Должен ли я говорить, что ночные знакомцы не тронули моего пальто, что главарь, обнаруживший во мне Мариенгофа, рассыпался в извинениях, что они любезно проводили меня до дому, что, прощаясь, я крепко жал им руки и приглашал в «Стойло Пегаса» послушать мои новые вещи.
А спустя два дня – еще одно подтверждение тонкости расейских натур.
Есенин зашел к сапожнику. Надо было положить новые подметки.
Сапожник сказал божескую цену. Есенин не торгуясь оставляет адрес, куда доставить: «Богословский, 3, 46 – Есенину».
Сапожник всплескивает руками:
– Есенину!
И в восторженном порыве сбавляет цену наполовину.
А вот из истории: правда, ситуация несколько иная, но тоже весьма примечательная.
1917 год. В Гатчине генерал Краснов, командующий войсками Керенского, заключает бесславное для себя соглашение с большевистскими отрядами.
Входят адъютант Керенского и Лев Давидович Троцкий. Вслед за ними казачонок с винтовкой, казачонок уцепился за рукав Троцкого и не выпускает его.
Троцкий обращается к Краснову:
– Генерал, прикажите казаку отстать от нас. Краснов делает вид, что не знает Троцкого в лицо:
– А вы кто такой?
– Я – Троцкий.
Казачонок вытягивается перед Красновым:
– Ваше превосходительство, я поставлен стеречь господина офицера (адъютанта Керенского), вдруг приходит этот еврейчик и говорит: «Я – Троцкий, идите за мной». Я часовой. Я за ними. Я его не отпущу без разводящего.
– Ах, как глупо! – бросает Троцкий и уходит, хлопнув дверью.
А ведь генерал Краснов обращается к столпившимся офицерам с фразой, достойной бессмертия. Он говорит:
– Какая великолепная сцена для моего будущего романа! Россияне! Россияне!
Тут безвозвратный закат генеральского солнца. Поражение под Петербургом. Судьбы России. А он, командующий армией (правда, в две роты и девять казачьих сотен, но все же решающей – быть или не быть), толкует о сцене для романа. А? Как вам это понравится?
15
В те дни человек оказался крепче лошади.
Лошади падали на улицах, дохли и усеивали своими мертвыми тушами мостовые. Человек находил силу донести себя до конюшни, и, если ничего не оставалось больше, как протянуть ноги, он делал это за каменной стеной и под железной крышей.
Мы с Есениным шли по Мясницкой.
Число лошадиных трупов, сосчитанных ошалевшим глазом, раза в три превышало число кварталов от нашего Богословского до Красных ворот.
Против почтамта лежали две раздувшиеся туши. Черная туша без хвоста и белая с оскаленными зубами.
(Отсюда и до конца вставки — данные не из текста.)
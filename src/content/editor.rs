//! Markdown notes editor.
//!
//! A window body that owns a text buffer plus a debounced autosave deadline.
//! Teardown flushes outstanding edits and cancels the deadline; the registry
//! guarantees it runs exactly once.

use std::fs;
use std::path::PathBuf;
use std::time::Instant;

use chrono::Local;
use crossterm::event::{KeyCode, KeyEvent, KeyModifiers};
use indoc::indoc;
use ratatui::layout::Rect;
use ratatui::style::{Modifier, Style};
use ratatui::text::{Line, Span};
use ratatui::widgets::{Paragraph, Wrap};

use crate::clipboard;
use crate::constants::AUTOSAVE_DEBOUNCE;
use crate::content::Notice;
use crate::markdown::render_markdown;
use crate::theme;
use crate::ui::UiFrame;

const DEFAULT_FILE: &str = "welcome.md";

const WELCOME_DOC: &str = indoc! {"
    # Welcome to Notes

    Start writing your markdown notes here.

    ## Features

    - **Bold** and *italic* text
    - `Code` spans and fenced blocks
    - Lists and more

    Notes autosave two seconds after you stop typing.
"};

const NEW_DOC: &str = "# New Note\n\nStart writing...\n";

#[derive(Debug, Clone, Copy, PartialEq, Eq)]
pub enum ViewMode {
    Edit,
    Split,
    Preview,
}

impl ViewMode {
    fn next(self) -> Self {
        match self {
            ViewMode::Edit => ViewMode::Split,
            ViewMode::Split => ViewMode::Preview,
            ViewMode::Preview => ViewMode::Edit,
        }
    }

    fn label(self) -> &'static str {
        match self {
            ViewMode::Edit => "edit",
            ViewMode::Split => "split",
            ViewMode::Preview => "preview",
        }
    }
}

pub struct NotesEditor {
    notes_dir: PathBuf,
    file_name: String,
    lines: Vec<String>,
    cursor_row: usize,
    cursor_col: usize,
    scroll: u16,
    mode: ViewMode,
    dirty: bool,
    last_edit: Option<Instant>,
    torn_down: bool,
}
На белой сидели две вороны и доклевывали глазной студень в пустых орбитах. Курносый «ирисник», в коричневом котелке на белобрысой головенке, швырнул в них камнем. Вороны отмахнулись черным крылом и отругнулись карканьем.
Вторую тушу глодала собака. Протрусивший мимо извозчик вытянул ее кнутом. Из дыры, над которой некогда был хвост, собака вытащила длинную и узкую, как отточенный карандаш, морду. Глаза у нее были недовольные, а белая морда окровавлена до ушей. Словно в красной полумаске. Собака стала вкусно облизываться.